Aditya Parameswaran came to Berkeley in 2019 from the University of Illinois, Urbana-Champaign. He received the 2019 Very Large Data Bases Early Career Research Contributions Award and 2017 Technical Committee on Data Engineering Rising Star Award.
“Academic research in data management has been somewhat myopically focused on what I call the "1%"—the needs of the Amazons, Microsofts, and Googles of the world. But there are so many others—the "99%"—analysts, accountants, scientists, doctors, small business owners, journalists, among others—whose needs are not being addressed. This is a worthy cause, with the potential to have untold impact…”
Question: What is your research Focus:
Answer: I build tools for simplifying data science: making it easy for end-users and teams from a variety of disciplines, from journalism to public health, to leverage, make sense of, and manage their large and complex datasets. I employ techniques from multiple disciplines: data management (or databases), human-computer interaction, and data mining, to address the hairy problems in democratizing data science.
Q: How is this research used in the world?

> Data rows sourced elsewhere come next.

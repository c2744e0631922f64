//! Askama templates for the web frontend.

use askama::Template;
use chrono::DateTime;

use crate::boards::{BoardDocument, BoardItem, BoardLine};

// ============================================================================
// Page Templates (extend base.html)
// ============================================================================

/// Index of configured boards.
#[derive(Template)]
#[template(path = "index.html")]
pub struct IndexTemplate {
    pub boards: Vec<BoardLink>,
}

/// One board rendered server-side; refreshed live by `board.js`.
#[derive(Template)]
#[template(path = "board.html")]
pub struct BoardTemplate {
    pub board: BoardView,
}

// ============================================================================
// View Models (for templates)
// ============================================================================

/// Link to a board on the index page.
#[derive(Debug, Clone)]
pub struct BoardLink {
    pub id: String,
    pub title: String,
}

/// Board view model.
#[derive(Debug, Clone)]
pub struct BoardView {
    pub id: String,
    pub title: String,
    /// Build time as `HH:MM:SS` (UTC).
    pub generated: String,
    pub items: Vec<ItemView>,
}

impl BoardView {
    pub fn from_document(doc: &BoardDocument) -> Self {
        let generated = DateTime::from_timestamp(doc.generated_at, 0)
            .map(|t| t.format("%H:%M:%S").to_string())
            .unwrap_or_default();

        Self {
            id: doc.id.clone(),
            title: doc.title.clone(),
            generated,
            items: doc.items.iter().map(ItemView::from_item).collect(),
        }
    }

    pub fn is_empty(&self) -> bool {
        self.items.is_empty()
    }
}

/// Board item view model.
#[derive(Debug, Clone)]
pub struct ItemView {
    pub title: String,
    /// Stop name when it differs from the title
    pub stop_name: Option<String>,
    pub platform: Option<String>,
    pub lines: Vec<LineView>,
}

impl ItemView {
    pub fn from_item(item: &BoardItem) -> Self {
        let stop_name = (item.name != item.title && !item.name.is_empty()).then(|| item.name.clone());

        Self {
            title: item.title.clone(),
            stop_name,
            platform: item.platform.clone().filter(|p| !p.is_empty()),
            lines: item.lines.iter().map(LineView::from_line).collect(),
        }
    }
}

/// Line view model.
#[derive(Debug, Clone)]
pub struct LineView {
    pub name: String,
    /// Line rule title, else the destination
    pub label: String,
    pub kind: String,
    pub countdown_text: String,
}

impl LineView {
    pub fn from_line(line: &BoardLine) -> Self {
        let label = line
            .title
            .clone()
            .or_else(|| line.towards.clone())
            .unwrap_or_default();

        Self {
            name: line.name.clone().unwrap_or_default(),
            label,
            kind: line.kind.clone().unwrap_or_default(),
            countdown_text: line.countdown_text.clone(),
        }
    }

    /// Whether any departure is known.
    pub fn has_departures(&self) -> bool {
        !self.countdown_text.is_empty()
    }
}

#[cfg(test)]
mod tests {
    use super::*;
    use serde_json::json;

    fn line(title: Option<&str>, towards: Option<&str>) -> BoardLine {
        BoardLine {
            name: Some("25".into()),
            kind: Some("ptTram".into()),
            towards: towards.map(String::from),
            title: title.map(String::from),
            departures: vec![],
            countdown_text: String::new(),
        }
    }

    #[test]
    fn line_label_prefers_rule_title() {
        assert_eq!(LineView::from_line(&line(Some("Floridsdorf"), Some("Floridsdorf U"))).label, "Floridsdorf");
        assert_eq!(LineView::from_line(&line(None, Some("Floridsdorf U"))).label, "Floridsdorf U");
        assert_eq!(LineView::from_line(&line(None, None)).label, "");
        assert!(!LineView::from_line(&line(None, None)).has_departures());
    }

    #[test]
    fn item_shows_stop_name_only_when_retitled() {
        let mut item = BoardItem {
            municipality: None,
            platform: Some(String::new()),
            rbl: None,
            name: "Josef-Baumann-Gasse".into(),
            title: "JB (Süd)".into(),
            lines: vec![],
            traffic_info_categories: json!([]),
            traffic_infos: json!({}),
        };
        let view = ItemView::from_item(&item);
        assert_eq!(view.stop_name.as_deref(), Some("Josef-Baumann-Gasse"));
        assert_eq!(view.platform, None);

        item.title = item.name.clone();
        assert_eq!(ItemView::from_item(&item).stop_name, None);
    }

    #[test]
    fn board_view_formats_build_time() {
        let doc = BoardDocument::empty("vz", 3_723);
        let view = BoardView::from_document(&doc);
        assert_eq!(view.generated, "01:02:03");
        assert!(view.is_empty());
    }

    #[test]
    fn board_page_renders() {
        let mut doc = BoardDocument::empty("vz", 0);
        doc.items.push(BoardItem {
            municipality: None,
            platform: Some("2".into()),
            rbl: None,
            name: "Kagran".into(),
            title: "Kagran <U1>".into(),
            lines: vec![BoardLine {
                countdown_text: "17".into(),
                ..line(None, Some("Leopoldau"))
            }],
            traffic_info_categories: json!([]),
            traffic_infos: json!({}),
        });

        let html = BoardTemplate {
            board: BoardView::from_document(&doc),
        }
        .render()
        .unwrap();

        assert!(html.contains("Kagran &lt;U1&gt;"));
        assert!(html.contains(">17<"));
        assert!(html.contains("Leopoldau"));
        assert!(html.contains(r#"data-board="vz""#));
    }
}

A: Our tools have been used by domain experts in genomics, astrophysics, battery science, and ad analytics, among others. We built a scalable spreadsheet tool, DataSpread, that enables users to work interactively on spreadsheets 1000s of times larger than those supported by Microsoft Excel or Google Sheets. We built ZenVisage, a visualization search tool (like Google Search, but for visualizations) that allows end-users to sketch a pattern on an online canvas and find data that matches that pattern. This has been used to discover various novel scientific insights, including a star that was known to harbor a Jupiter-sized planet (for astrophysics), a previously-unknown relationship between solvent properties (battery science), and gene expression profiles that independently confirmed the results of a related study (genomics). Other tools include Helix(link is external), a human-in-the-loop machine learning tool that allows end-users to train machine learning models easily, and Orpheus(link is external), a data versioning tool that allows users to store and keep track of datasets generated during data science. We have received funding from the NIH, Siebel Energy Institute, and Toyota Research Institute, indicative of the significance of these tools for genomics and battery science.
Q: Why is this area important to you?
A: Academic research in data management has been somewhat myopically focused on what I call the "1%"—the needs of the Amazons, Microsofts, and Googles of the world. But there are so many others—the "99%"—analysts, accountants, scientists, doctors, small business owners, journalists, among others—whose needs are not being addressed. This is a worthy cause, with the potential to have an untold impact in addressing many of our societal grand challenges. From a research standpoint, this work is highly interdisciplinary and challenging, and my students reflect that diversity—spanning a variety of backgrounds, countries, experiences, and skillsets.